(Required action) The answer must restate every entry below word for word.
*** Block opens ***
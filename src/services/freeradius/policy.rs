//! `policy.d/openvpn`

use super::paths::ConfigLayout;
use super::sites;
use anyhow::{Context, Result};
use std::fs;

/// Name of the policy, also the directive added to post-auth
pub const OPENVPN_POLICY: &str = "openvpn_nas";

/// Render the policy for requests coming from the OpenVPN NAS
pub fn render_openvpn(nas_identifier: &str, interim_interval: u32) -> String {
    format!(
        r#"# Managed by radctl
# Applied in post-auth for requests sent by the OpenVPN radius plugin.
{policy} {{
	if (&request:NAS-Identifier && &request:NAS-Identifier == "{nas}") {{
		update reply {{
			&Acct-Interim-Interval := {interval}
		}}
	}}
}}
"#,
        policy = OPENVPN_POLICY,
        nas = nas_identifier.replace('\\', "\\\\").replace('"', "\\\""),
        interval = interim_interval
    )
}

/// Write the policy file and call it from the default server's post-auth.
/// Returns whether anything changed.
pub fn install_openvpn(layout: &ConfigLayout, nas_identifier: &str) -> Result<bool> {
    let path = layout.openvpn_policy();
    let rendered = render_openvpn(nas_identifier, 300);
    let mut changed = false;

    if fs::read_to_string(&path).ok().as_deref() != Some(rendered.as_str()) {
        fs::create_dir_all(layout.policy_dir())
            .with_context(|| format!("Failed to create {}", layout.policy_dir().display()))?;
        fs::write(&path, &rendered)
            .with_context(|| format!("Failed to write {}", path.display()))?;
        changed = true;
    }

    let patches = sites::ensure_in_sections(
        &layout.site_default(),
        "default",
        &["post-auth"],
        OPENVPN_POLICY,
    )?;
    if patches.iter().any(|p| p.missing) {
        anyhow::bail!(
            "post-auth section not found in {}; add '{}' to it manually",
            layout.site_default().display(),
            OPENVPN_POLICY
        );
    }
    Ok(changed || patches.iter().any(|p| p.changed))
}
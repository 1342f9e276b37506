use crate::ClientCommands;
use crate::config::Settings;
use crate::services::nas;
use crate::services::systemd::Service;
use crate::utils::exec::CommandExecutor;
use crate::utils::privileges;
use crate::utils::string::mask_secret;
use anyhow::Result;

fn restart(exec: &dyn CommandExecutor, settings: &Settings) -> Result<()> {
    Service::new(exec, &settings.radius.service).restart_and_verify()?;
    println!("✓ {} restarted", settings.radius.service);
    Ok(())
}

/// Handle client subcommands
pub fn handle_client(
    exec: &dyn CommandExecutor,
    settings: &Settings,
    command: ClientCommands,
) -> Result<()> {
    match command {
        ClientCommands::Add {
            name,
            ipaddr,
            secret,
            nastype,
            no_restart,
        } => {
            privileges::require_root("client add")?;
            let layout = super::layout(settings)?;
            let (client, generated) =
                nas::prepare(&name, &ipaddr, secret.as_deref(), nastype.as_deref())?;
            let psql = super::optional_database(exec, settings, Some(&layout));

            let change = nas::add(&layout, psql.as_ref(), &client)?;
            if change.file_changed {
                println!("✓ Client '{}' ({}) saved to {}", client.name, client.ipaddr, layout.clients_conf().display());
            } else {
                println!("✓ Client '{}' already up to date", client.name);
            }
            if psql.is_some() && !change.mirrored {
                println!("⚠ Could not update the nas table");
            }
            if generated {
                println!("  Shared secret: {}", client.secret);
            }

            if change.file_changed && !no_restart {
                restart(exec, settings)?;
            }
        }
        ClientCommands::Delete { name, no_restart } => {
            privileges::require_root("client delete")?;
            let layout = super::layout(settings)?;
            let psql = super::optional_database(exec, settings, Some(&layout));

            if nas::delete(&layout, psql.as_ref(), &name)? {
                println!("✓ Client '{}' deleted", name);
                if !no_restart {
                    restart(exec, settings)?;
                }
            } else {
                println!("⚠ Client '{}' not found in {}", name, layout.clients_conf().display());
            }
        }
        ClientCommands::List { show_secrets } => {
            let layout = super::layout(settings)?;
            let clients = nas::list(&layout)?;
            if clients.is_empty() {
                println!("No clients in {}", layout.clients_conf().display());
                return Ok(());
            }
            println!("{:<20} {:<24} {:<12} SECRET", "NAME", "ADDRESS", "TYPE");
            for client in &clients {
                let secret = if show_secrets {
                    client.secret.clone()
                } else {
                    mask_secret(&client.secret)
                };
                println!("{:<20} {:<24} {:<12} {}", client.name, client.ipaddr, client.nastype, secret);
            }
        }
    }
    Ok(())
}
*** Block closes ***
(Solved problem)
filename src/services/freeradius/policy.rs
//! `policy.d/openvpn`

use super::paths::ConfigLayout;
use super::sites;
use anyhow::{Context, Result};
use std::fs;

/// Name of the policy, also the directive added to post-auth
pub const OPENVPN_POLICY: &str = "openvpn_nas";

/// Render the policy for requests coming from the OpenVPN NAS
pub fn render_openvpn(nas_identifier: &str, interim_interval: u32) -> String {
    format!(
        r#"# Managed by radctl
# Applied in post-auth for requests sent by the OpenVPN radius plugin.
{policy} {{
	if (&request:NAS-Identifier && &request:NAS-Identifier == "{nas}") {{
		update reply {{
			&Acct-Interim-Interval := {interval}
		}}
	}}
}}
"#,
        policy = OPENVPN_POLICY,
        nas = nas_identifier.replace('\\', "\\\\").replace('"', "\\\""),
        interval = interim_interval
    )
}

/// Write the policy file and call it from the default server's post-auth.
/// Returns whether anything changed.
pub fn install_openvpn(layout: &ConfigLayout, nas_identifier: &str) -> Result<bool> {
    let path = layout.openvpn_policy();
    let rendered = render_openvpn(nas_identifier, 300);
    let mut changed = false;

    if fs::read_to_string(&path).ok().as_deref() != Some(rendered.as_str()) {
        fs::create_dir_all(layout.policy_dir())
            .with_context(|| format!("Failed to create {}", layout.policy_dir().display()))?;
        fs::write(&path, &rendered)
            .with_context(|| format!("Failed to write {}", path.display()))?;
        changed = true;
    }

    let patches = sites::ensure_in_sections(
        &layout.site_default(),
        "default",
        &["post-auth"],
        OPENVPN_POLICY,
    )?;
    if patches.iter().any(|p| p.missing) {
        anyhow::bail!(
            "post-auth section not found in {}; add '{}' to it manually",
            layout.site_default().display(),
            OPENVPN_POLICY
        );
    }
    Ok(changed || patches.iter().any(|p| p.changed))
}
repository 1342f9e276b37506
use crate::ClientCommands;
use crate::config::Settings;
use crate::services::nas;
use crate::services::systemd::Service;
use crate::utils::exec::CommandExecutor;
use crate::utils::privileges;
use crate::utils::string::mask_secret;
use anyhow::Result;

fn restart(exec: &dyn CommandExecutor, settings: &Settings) -> Result<()> {
    Service::new(exec, &settings.radius.service).restart_and_verify()?;
    println!("✓ {} restarted", settings.radius.service);
    Ok(())
}

/// Handle client subcommands
pub fn handle_client(
    exec: &dyn CommandExecutor,
    settings: &Settings,
    command: ClientCommands,
) -> Result<()> {
    match command {
        ClientCommands::Add {
            name,
            ipaddr,
            secret,
            nastype,
            no_restart,
        } => {
            privileges::require_root("client add")?;
            let layout = super::layout(settings)?;
            let (client, generated) =
                nas::prepare(&name, &ipaddr, secret.as_deref(), nastype.as_deref())?;
            let psql = super::optional_database(exec, settings, Some(&layout));

            let change = nas::add(&layout, psql.as_ref(), &client)?;
            if change.file_changed {
                println!("✓ Client '{}' ({}) saved to {}", client.name, client.ipaddr, layout.clients_conf().display());
            } else {
                println!("✓ Client '{}' already up to date", client.name);
            }
            if psql.is_some() && !change.mirrored {
                println!("⚠ Could not update the nas table");
            }
            if generated {
                println!("  Shared secret: {}", client.secret);
            }

            if change.file_changed && !no_restart {
                restart(exec, settings)?;
            }
        }
        ClientCommands::Delete { name, no_restart } => {
            privileges::require_root("client delete")?;
            let layout = super::layout(settings)?;
            let psql = super::optional_database(exec, settings, Some(&layout));

            if nas::delete(&layout, psql.as_ref(), &name)? {
                println!("✓ Client '{}' deleted", name);
                if !no_restart {
                    restart(exec, settings)?;
                }
            } else {
                println!("⚠ Client '{}' not found in {}", name, layout.clients_conf().display());
            }
        }
        ClientCommands::List { show_secrets } => {
            let layout = super::layout(settings)?;
            let clients = nas::list(&layout)?;
            if clients.is_empty() {
                println!("No clients in {}", layout.clients_conf().display());
                return Ok(());
            }
            println!("{:<20} {:<24} {:<12} SECRET", "NAME", "ADDRESS", "TYPE");
            for client in &clients {
                let secret = if show_secrets {
                    client.secret.clone()
                } else {
                    mask_secret(&client.secret)
                };
                println!("{:<20} {:<24} {:<12} {}", client.name, client.ipaddr, client.nastype, secret);
            }
        }
    }
    Ok(())
}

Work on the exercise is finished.